1) Des mises en cause fondées à la fois sur les droits canonique et civil

Que par la suite, la Cour d’Appel de Rennes, infirme le jugement est une prudence à laquelle l’APRC est habituée… Isabelle de Gaulmyn donne la parole à « un juriste proche de l’Église : « Le jugement du tribunal de Lorient « fait quelques approximations d’interprétation du droit canonique ». Mais sur le fond, pourtant, « les juges ne s’en prennent ni à la liberté religieuse, ni à celle d’association des fidèles catholiques. Ils estiment que les droits prévus dans le Code civil français ont été violés, du fait de l’absence de droit donné à la défense, et de motivation pour la décision d’exclaustration (départ du couvent) ». Or le tribunal de Lorient ne se prononce pas sur le droit canon, mais sur le droit civil »

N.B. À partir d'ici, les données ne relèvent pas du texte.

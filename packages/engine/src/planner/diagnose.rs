//! Probes single-constraint relaxations after an infeasible solve.
//!
//! Each probe loosens exactly one constraint, re-solves, and reports the
//! first success per probe type: at most one budget suggestion, one radius
//! suggestion per child, one window suggestion per child. Steps run
//! smallest first, so a reported relaxation is the cheapest of its kind
//! that works. Combinations are never searched.

use std::time::{Duration, Instant};

use chrono::Weekday;

use crate::traits::Catalog;
use crate::types::{
    format_minute, intervals_overlap, FamilyProfile, Relaxation, RelaxationSuggestion, SolverPlan,
    TimeWindow,
};

use super::pool::build_context;
use super::solver::{solve, PlanRequest};

/// Budget probe increments in cents, smallest first.
pub const BUDGET_STEPS_CENTS: [i64; 3] = [2_500, 5_000, 10_000];

/// Radius probe increments in kilometers, smallest first.
pub const RADIUS_STEPS_KM: [f64; 2] = [2.0, 5.0];

/// Weekend-morning probe window, minutes since midnight.
pub const WINDOW_MORNING: (u16, u16) = (9 * 60, 12 * 60);

/// Weekday-evening probe window, minutes since midnight.
pub const WINDOW_EVENING: (u16, u16) = (17 * 60, 19 * 60);

/// Search for the smallest single-constraint relaxations that restore
/// feasibility. Call only after an infeasible solve; each probe gets its
/// own `probe_budget` deadline.
pub async fn diagnose(
    request: &PlanRequest,
    catalog: &dyn Catalog,
    family: &FamilyProfile,
    probe_budget: Duration,
) -> Vec<RelaxationSuggestion> {
    let mut suggestions = Vec::new();

    if let Some(budget) = request.budget_cents {
        for step in BUDGET_STEPS_CENTS {
            let new_budget = budget + step;
            let mut probe = request.clone();
            probe.budget_cents = Some(new_budget);

            let plan = solve(&probe, Instant::now() + probe_budget);
            if plan.feasible {
                suggestions.push(RelaxationSuggestion {
                    relaxation: Relaxation::IncreaseBudget {
                        new_budget_cents: new_budget,
                    },
                    description: format!(
                        "Raise the monthly budget to {}",
                        format_dollars(new_budget)
                    ),
                    enables: enabled_names(&plan, &probe),
                });
                break;
            }
        }
    }

    for (index, ctx) in request.children.iter().enumerate() {
        for step in RADIUS_STEPS_KM {
            let new_radius = ctx.profile.travel_radius_km + step;
            let rebuilt =
                match build_context(catalog, &ctx.profile, family, Some(new_radius)).await {
                    Ok(rebuilt) => rebuilt,
                    Err(error) => {
                        tracing::warn!(
                            child_id = %ctx.profile.id,
                            %error,
                            "radius probe could not re-query the catalog"
                        );
                        break;
                    }
                };

            let mut probe = request.clone();
            probe.children[index] = rebuilt;

            let plan = solve(&probe, Instant::now() + probe_budget);
            if plan.feasible {
                suggestions.push(RelaxationSuggestion {
                    relaxation: Relaxation::ExpandRadius {
                        child_id: ctx.profile.id,
                        new_radius_km: new_radius,
                    },
                    description: format!(
                        "Expand {}'s travel radius to {} km",
                        ctx.profile.name, new_radius
                    ),
                    enables: enabled_names(&plan, &probe),
                });
                break;
            }
        }
    }

    for (index, ctx) in request.children.iter().enumerate() {
        // A child with no declared windows is already fully flexible;
        // adding one would restrict, not relax.
        if ctx.profile.windows.is_empty() {
            continue;
        }
        for window in probe_windows() {
            let already_open = ctx.profile.windows.iter().any(|w| {
                w.day == window.day
                    && intervals_overlap(
                        w.start_minute,
                        w.end_minute,
                        window.start_minute,
                        window.end_minute,
                    )
            });
            if already_open {
                continue;
            }

            let mut probe = request.clone();
            probe.children[index].profile.windows.push(window);

            let plan = solve(&probe, Instant::now() + probe_budget);
            if plan.feasible {
                suggestions.push(RelaxationSuggestion {
                    relaxation: Relaxation::AddTimeWindow {
                        child_id: ctx.profile.id,
                        window,
                    },
                    description: format!(
                        "Open {} {}-{} for {}",
                        day_name(window.day),
                        format_minute(window.start_minute),
                        format_minute(window.end_minute),
                        ctx.profile.name
                    ),
                    enables: enabled_names(&plan, &probe),
                });
                break;
            }
        }
    }

    suggestions
}

/// Popular windows in probe order: weekend mornings, then weekday
/// evenings.
fn probe_windows() -> Vec<TimeWindow> {
    let mut windows = vec![
        TimeWindow::new(Weekday::Sat, WINDOW_MORNING.0, WINDOW_MORNING.1),
        TimeWindow::new(Weekday::Sun, WINDOW_MORNING.0, WINDOW_MORNING.1),
    ];
    for day in [
        Weekday::Mon,
        Weekday::Tue,
        Weekday::Wed,
        Weekday::Thu,
        Weekday::Fri,
    ] {
        windows.push(TimeWindow::new(day, WINDOW_EVENING.0, WINDOW_EVENING.1));
    }
    windows
}

/// Names of the listings the probe solve assigned, in request child order.
fn enabled_names(plan: &SolverPlan, request: &PlanRequest) -> Vec<String> {
    let mut names = Vec::new();
    for assignment in &plan.assignments {
        for listing_id in &assignment.listing_ids {
            let name = request
                .children
                .iter()
                .flat_map(|c| c.pool.iter())
                .find(|s| s.listing.id == *listing_id)
                .map(|s| s.listing.name.clone());
            if let Some(name) = name {
                if !names.contains(&name) {
                    names.push(name);
                }
            }
        }
    }
    names
}

fn format_dollars(cents: i64) -> String {
    if cents % 100 == 0 {
        format!("${}", cents / 100)
    } else {
        format!("${}.{:02}", cents / 100, cents % 100)
    }
}

fn day_name(day: Weekday) -> &'static str {
    match day {
        Weekday::Mon => "Monday",
        Weekday::Tue => "Tuesday",
        Weekday::Wed => "Wednesday",
        Weekday::Thu => "Thursday",
        Weekday::Fri => "Friday",
        Weekday::Sat => "Saturday",
        Weekday::Sun => "Sunday",
    }
}

#[cfg(test)]
mod tests {
    use super::*;
    use crate::scoring::score::{FitPoints, GoalsPoints, PracticalPoints, ScoreBreakdown};
    use crate::scoring::ScoredListing;
    use crate::stores::MemoryCatalog;
    use crate::traits::{ListingStore, VenueStore};
    use crate::types::{
        AgeRange, BillingPeriod, CanonHash, CanonicalListing, ChildId, Currency, FamilyId,
        GeoPoint, ListingAttributes, ListingId, Price, Recurrence, SourceId, Venue, VenueId,
    };
    use crate::planner::solver::ChildContext;
    use crate::types::ChildProfile;
    use chrono::{TimeZone, Utc};

    const HOME: GeoPoint = GeoPoint {
        lat: 44.9778,
        lon: -93.2650,
    };

    fn schedule(day: Weekday, start_minute: u16) -> Recurrence {
        let anchor = Utc.with_ymd_and_hms(2030, 9, 2, 9, 0, 0).unwrap();
        let mut rec = Recurrence::weekly(vec![day], anchor, 60);
        rec.start_minute = start_minute;
        rec
    }

    fn candidate(name: &str, monthly_cents: Option<i64>, meets: Recurrence) -> ScoredListing {
        let listing = CanonicalListing {
            id: ListingId::new(),
            name: name.to_string(),
            description: String::new(),
            category: "sports".to_string(),
            age: AgeRange::new(6, 12),
            schedule: meets,
            venue_id: VenueId::new(),
            price: monthly_cents
                .map(|cents| Price::new(cents, Currency::Usd, BillingPeriod::PerMonth)),
            provider: "Provider".to_string(),
            attributes: ListingAttributes::default(),
            canon_hash: CanonHash("0".repeat(64)),
            source_id: SourceId::new(),
            source_url: "https://example.org".to_string(),
            source_item_id: None,
            last_verified: Utc::now(),
            is_recommendable: true,
        };
        let breakdown = ScoreBreakdown {
            fit: FitPoints {
                age: 40.0,
                intensity: 0.0,
                sensory: 0.0,
                social: 0.0,
                prerequisites: 0.0,
                neuro: 0.0,
            },
            practical: PracticalPoints {
                commute: 24.0,
                schedule: 0.0,
                price: 0.0,
                scholarship: 0.0,
                transit: 0.0,
            },
            goals: GoalsPoints::default(),
            distance_km: None,
        };
        ScoredListing { listing, breakdown }
    }

    fn child_named(name: &str) -> ChildProfile {
        ChildProfile::builder()
            .id(ChildId::new())
            .family_id(FamilyId::new())
            .name(name)
            .age(9)
            .build()
    }

    fn family() -> FamilyProfile {
        FamilyProfile::builder()
            .id(FamilyId::new())
            .name("Larsen")
            .home(Some(HOME))
            .build()
    }

    fn probe_budget() -> Duration {
        Duration::from_secs(1)
    }

    #[tokio::test]
    async fn test_budget_probe_reports_cheapest_working_step() {
        let pool = vec![candidate(
            "Gymnastics",
            Some(15_000),
            schedule(Weekday::Sat, 9 * 60),
        )];
        let request = PlanRequest {
            children: vec![ChildContext {
                profile: child_named("Maya"),
                pool,
            }],
            per_child_cap: 1,
            budget_cents: Some(10_000),
        };

        let catalog = MemoryCatalog::new();
        let suggestions = diagnose(&request, &catalog, &family(), probe_budget()).await;

        assert_eq!(suggestions.len(), 1);
        assert_eq!(
            suggestions[0].relaxation,
            Relaxation::IncreaseBudget {
                new_budget_cents: 15_000
            }
        );
        assert_eq!(
            suggestions[0].description,
            "Raise the monthly budget to $150"
        );
        assert_eq!(suggestions[0].enables, vec!["Gymnastics"]);
    }

    #[tokio::test]
    async fn test_no_probe_helps_returns_no_suggestions() {
        let request = PlanRequest {
            children: vec![ChildContext {
                profile: child_named("Maya"),
                pool: vec![],
            }],
            per_child_cap: 1,
            budget_cents: Some(10_000),
        };

        let catalog = MemoryCatalog::new();
        let suggestions = diagnose(&request, &catalog, &family(), probe_budget()).await;
        assert!(suggestions.is_empty());
    }

    #[tokio::test]
    async fn test_radius_probe_requeries_the_catalog() {
        let catalog = MemoryCatalog::new();

        // A venue roughly 11 km from home, just past the 10 km radius
        let venue = catalog
            .find_or_create_venue(
                Venue::new("500 Lake Rd").with_point(GeoPoint::new(44.9778, -93.1250)),
            )
            .await
            .unwrap();
        let anchor = Utc.with_ymd_and_hms(2030, 9, 7, 9, 0, 0).unwrap();
        let listing = CanonicalListing {
            id: ListingId::new(),
            name: "Lakeside Swim".to_string(),
            description: String::new(),
            category: "swimming".to_string(),
            age: AgeRange::new(6, 12),
            schedule: Recurrence::weekly(vec![Weekday::Sat], anchor, 60),
            venue_id: venue.id,
            price: Some(Price::new(4_000, Currency::Usd, BillingPeriod::PerMonth)),
            provider: "City".to_string(),
            attributes: ListingAttributes::default(),
            canon_hash: CanonHash("1".repeat(64)),
            source_id: SourceId::new(),
            source_url: "https://example.org/swim".to_string(),
            source_item_id: None,
            last_verified: anchor,
            is_recommendable: true,
        };
        catalog.upsert(listing).await.unwrap();

        let child = child_named("Maya");
        let child_id = child.id;
        let request = PlanRequest {
            children: vec![ChildContext {
                profile: child,
                pool: vec![],
            }],
            per_child_cap: 1,
            budget_cents: None,
        };

        let suggestions = diagnose(&request, &catalog, &family(), probe_budget()).await;

        assert_eq!(suggestions.len(), 1);
        assert_eq!(
            suggestions[0].relaxation,
            Relaxation::ExpandRadius {
                child_id,
                new_radius_km: 12.0
            }
        );
        assert_eq!(
            suggestions[0].description,
            "Expand Maya's travel radius to 12 km"
        );
        assert_eq!(suggestions[0].enables, vec!["Lakeside Swim"]);
    }

    #[tokio::test]
    async fn test_window_probe_skips_open_windows() {
        let mut child = child_named("Ada");
        child.windows = vec![TimeWindow::new(Weekday::Sat, 9 * 60, 12 * 60)];
        let child_id = child.id;

        let pool = vec![candidate(
            "Wed Theatre",
            Some(3_000),
            schedule(Weekday::Wed, 17 * 60 + 30),
        )];
        let request = PlanRequest {
            children: vec![ChildContext {
                profile: child,
                pool,
            }],
            per_child_cap: 1,
            budget_cents: None,
        };

        let catalog = MemoryCatalog::new();
        let suggestions = diagnose(&request, &catalog, &family(), probe_budget()).await;

        // The Saturday morning probe is skipped as already open; Sunday,
        // Monday, and Tuesday don't free the Wednesday session.
        assert_eq!(suggestions.len(), 1);
        assert_eq!(
            suggestions[0].relaxation,
            Relaxation::AddTimeWindow {
                child_id,
                window: TimeWindow::new(Weekday::Wed, 17 * 60, 19 * 60)
            }
        );
        assert_eq!(
            suggestions[0].description,
            "Open Wednesday 17:00-19:00 for Ada"
        );
        assert_eq!(suggestions[0].enables, vec!["Wed Theatre"]);
    }
}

A la lecture du jugementii (2), il convient d’aller plus loin : le droit canonique n’est pas ignoré mais interrogé quant à l’application dans le cas concret de ses propres règles, de même le contenu des statuts congréganistes est vu sous l’angle général de la bonne application des contrats en droit civil. Quant aux intervenants ecclésiaux ils sont vus d’abord et avant tout sous l’angle d’une bonne administration de la justice, ont-ils été à la hauteur de cette exigence ?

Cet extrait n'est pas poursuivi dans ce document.